I Found Cassette Tapes From An Alzheimer’s Patient And You Won’t Believe The Terrifying Things I Heard

I should not have played those old cassette tapes I uncovered.

After Melinda passed away, I inherited the house. I knew my way in and out with this thick, beautiful cottage in the woods with the outstanding personality – I had spent much of my life here, learning about the land and helping Mindy whenever possible. She hadn’t wanted much help when she was alive, but her forgetfulness kept her from doing the things she loved most and I watched her fade away into a person I barely even knew.

When the Alzheimer’s was at its worst, she retreated to her bedroom a lot where she would spend a lot of time doing the things she loved most, if she could remember. Her knitting and crochet were failing; little snippets of things she worked on would stay snippets instead of becoming beautiful blankets or sweaters for the great grandkids. She looked helpless and I knew she felt helpless as well, but there was little I could do for her than be there for moral support.

When Mindy was gone, I left her stuff exactly where it belonged. It felt like she had never really left. Many mornings I woke up, stretched, and walked down the hall to the lack in the smell of her typical breakfast, went in the kitchen to check on her, only to realize that she had never made it back.

She was gone. So I’d pour a bowl of my plain old cereal again and I’d sit there and think about how much sweeter breakfast would be if she were sitting across the table from me, ranting and raving about things she heard on the news channel that morning before I even had the thought of waking up. Mindy had always been on it. How was I supposed to live without her constantly guiding me in the right direction?

It wasn’t until she had been gone for quite some time that I faced my demons and realized that there was no way my Mindy was coming back. And that holding onto things, keeping them precisely as they were, wasn’t healthy. A thin layer of dust was holding onto everything in her bedroom, as it had been left untouched for the good year that she no longer inhabited the room.

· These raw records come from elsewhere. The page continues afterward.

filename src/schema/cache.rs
use std::sync::Arc;
use parking_lot::RwLock;
use crate::schema::schema::Schema;

/// Client-side copy of the schema.
///
/// Readers clone the current `Arc` under the read lock; a reload swaps in
/// a whole new snapshot under the write lock, so nobody sees a mix.
pub struct SchemaCache {
    current: RwLock<Arc<Schema>>,
}

impl SchemaCache {
    pub fn new(schema: Schema) -> Self {
        SchemaCache {
            current: RwLock::new(Arc::new(schema)),
        }
    }

    pub fn snapshot(&self) -> Arc<Schema> {
        self.current.read().clone()
    }

    pub fn replace(&self, schema: Schema) {
        *self.current.write() = Arc::new(schema);
    }

    pub fn version(&self) -> u64 {
        self.current.read().version
    }
}

impl Default for SchemaCache {
    fn default() -> Self {
        SchemaCache::new(Schema::default())
    }
}

#[cfg(test)]
mod tests {
    use super::*;

    #[test]
    fn old_snapshot_is_unaffected_by_replace() {
        let cache = SchemaCache::default();
        let before = cache.snapshot();

        let mut next = Schema::default();
        next.version = 9;
        next.col_name_lookup.insert("c".to_string(), crate::core::types::CollectionId(0));
        cache.replace(next);

        assert_eq!(before.version, 0);
        assert!(before.col_name_lookup.is_empty());
        assert_eq!(cache.version(), 9);
        assert!(cache.snapshot().collection_id("c").is_some());
    }
}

I took that old Swiffer that she used to use for everything in God’s creation and started dusting the room in entirety, being careful not to mess up her salt and pepper shaker collection or the multiple ceramic cats she had sitting around to keep her company. I ransacked her desk, making sure to move and then replace all the short stories and poems she had written right where they belonged. I moved onto the drawers, pulling each one out carefully. They all sat open as I stared in shock and amazement.

There were dozens and dozens of tapes inside each of the drawers, each labeled with a corresponding number in an order that was easy to pick up on. Mindy had a tape recorder, but all these tapes? When did she find the time? Had she unknowingly recorded herself in her later years, reading poems to herself for sake of holding onto the memories of the wonderful pieces and excerpts she wrote? But I had never heard her in this lonely room.

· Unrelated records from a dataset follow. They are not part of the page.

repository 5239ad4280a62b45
use std::fs::{File, OpenOptions};
use std::path::Path;
use crate::core::error::{Error, ErrorKind, Result};

/// `flock` on a shard directory's `.lock` file.
///
/// Exclusive holders are alone on the shard. Shared holders only exclude
/// exclusive ones. With `wait` the call blocks until the lock is free,
/// otherwise a held lock is an error.
pub struct FileLock {
    pub file: File,
}

impl FileLock {
    pub fn acquire(dir: &Path, exclusive: bool, wait: bool) -> Result<Self> {
        let lock_path = dir.join(".lock");

        let file = OpenOptions::new()
            .create(true)
            .truncate(false)
            .write(true)
            .open(&lock_path)?;

        #[cfg(unix)]
        {
            use std::os::unix::io::AsRawFd;
            use libc::{flock, LOCK_EX, LOCK_NB, LOCK_SH};

            let fd = file.as_raw_fd();
            let mut op = if exclusive { LOCK_EX } else { LOCK_SH };
            if !wait {
                op |= LOCK_NB;
            }

            loop {
                if unsafe { flock(fd, op) } == 0 {
                    break;
                }
                let err = std::io::Error::last_os_error();
                if wait && err.kind() == std::io::ErrorKind::Interrupted {
                    continue;
                }
                if !wait && err.kind() == std::io::ErrorKind::WouldBlock {
                    return Err(Error::new(
                        ErrorKind::Io,
                        format!("shard {} is already open elsewhere", dir.display()),
                    ));
                }
                return Err(err.into());
            }
        }

        Ok(FileLock { file })
    }
}

impl Drop for FileLock {
    fn drop(&mut self) {
        #[cfg(unix)]
        {
            use std::os::unix::io::AsRawFd;
            use libc::{flock, LOCK_UN};

            let fd = self.file.as_raw_fd();
            unsafe {
                flock(fd, LOCK_UN);
            }
        }
    }
}

#[cfg(test)]
mod tests {
    use super::*;

    #[test]
    fn shared_holders_coexist_but_exclude_writers() {
        let dir = tempfile::tempdir().unwrap();
        let a = FileLock::acquire(dir.path(), false, false).unwrap();
        let b = FileLock::acquire(dir.path(), false, false).unwrap();

        let err = FileLock::acquire(dir.path(), true, false).err().unwrap();
        assert_eq!(err.kind, ErrorKind::Io);

        drop(a);
        drop(b);
        assert!(FileLock::acquire(dir.path(), true, false).is_ok());
    }

    #[test]
    fn waiting_writer_gets_the_lock_once_released() {
        let dir = tempfile::tempdir().unwrap();
        let held = FileLock::acquire(dir.path(), true, false).unwrap();

        std::thread::scope(|s| {
            let waiter = s.spawn(|| FileLock::acquire(dir.path(), true, true).map(|_| ()));
            std::thread::sleep(std::time::Duration::from_millis(50));
            drop(held);
            assert!(waiter.join().unwrap().is_ok());
        });
    }
}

She had to have found the perfect time and just sat for hours, conducting the great things I may find on these tapes. I pulled out the tape recorder in the left top drawer, exactly where I knew she always kept one of her most prized possessions. And I clicked on the first tape, labeled “1.”

“I’ve never done this before,” Mindy’s never-before-heard tape-recorded voice came through the player and straight into my ears like a humming melody from Heaven itself.

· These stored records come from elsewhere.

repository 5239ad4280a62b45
pub mod types;
pub mod config;
pub mod error;
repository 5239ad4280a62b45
pub mod protocol;
pub mod client;
pub mod local;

“I guess that’s a silly thing to say seeing as I’ve been writing my entire life, but nobody ever asked me to read any of my work aloud, and I certainly haven’t. Maybe it’s the way I think I sound on tape.” She laughed at herself as if she had committed some crime. She was embarrassed and awkward, withheld, but gorgeous nonetheless. I could picture her lovely face as she spoke, probably blushing.

“My doctor told me that I should start writing things down as to not forget, now that I have the official diagnosis. I don’t know how long I’m going to have anymore, because they say it just gets worse from here. The same thing took my father. The Alzheimer’s, the living Hell itself. But I’m trying to make the best of my life as I see fit, with the time I have left… anyway, I guess this is a better way to keep notes about my life. Things I can remember later if I come across these tapes in my favorite dresser and ask, What ever could this be? Because by then, I may have forgotten. And it could only be weeks later. They say this is what the disease does, and I’m scared, but I’m not too scared. I was made to brave anything. More until next time… I better be going to get started on supper. Today was particularly normal with no setbacks, so that’s always good news, right?”

The tape clicked and I realized it had finished. Her voice disappeared into the darkness of the room and I couldn’t help but smile that I had found such a treasure, such a reminder of the thing that meant the most to me for such a long time in my life.

My fingers trembled as I sorted through the drawers and found the “2” tape. I guess it was silly because she was gone now, but a part of me felt guilty listening to her inner thoughts. I wondered if she had ever replayed any of these or if they just sat in the desk, taking up space. Waiting on someone like me to find them.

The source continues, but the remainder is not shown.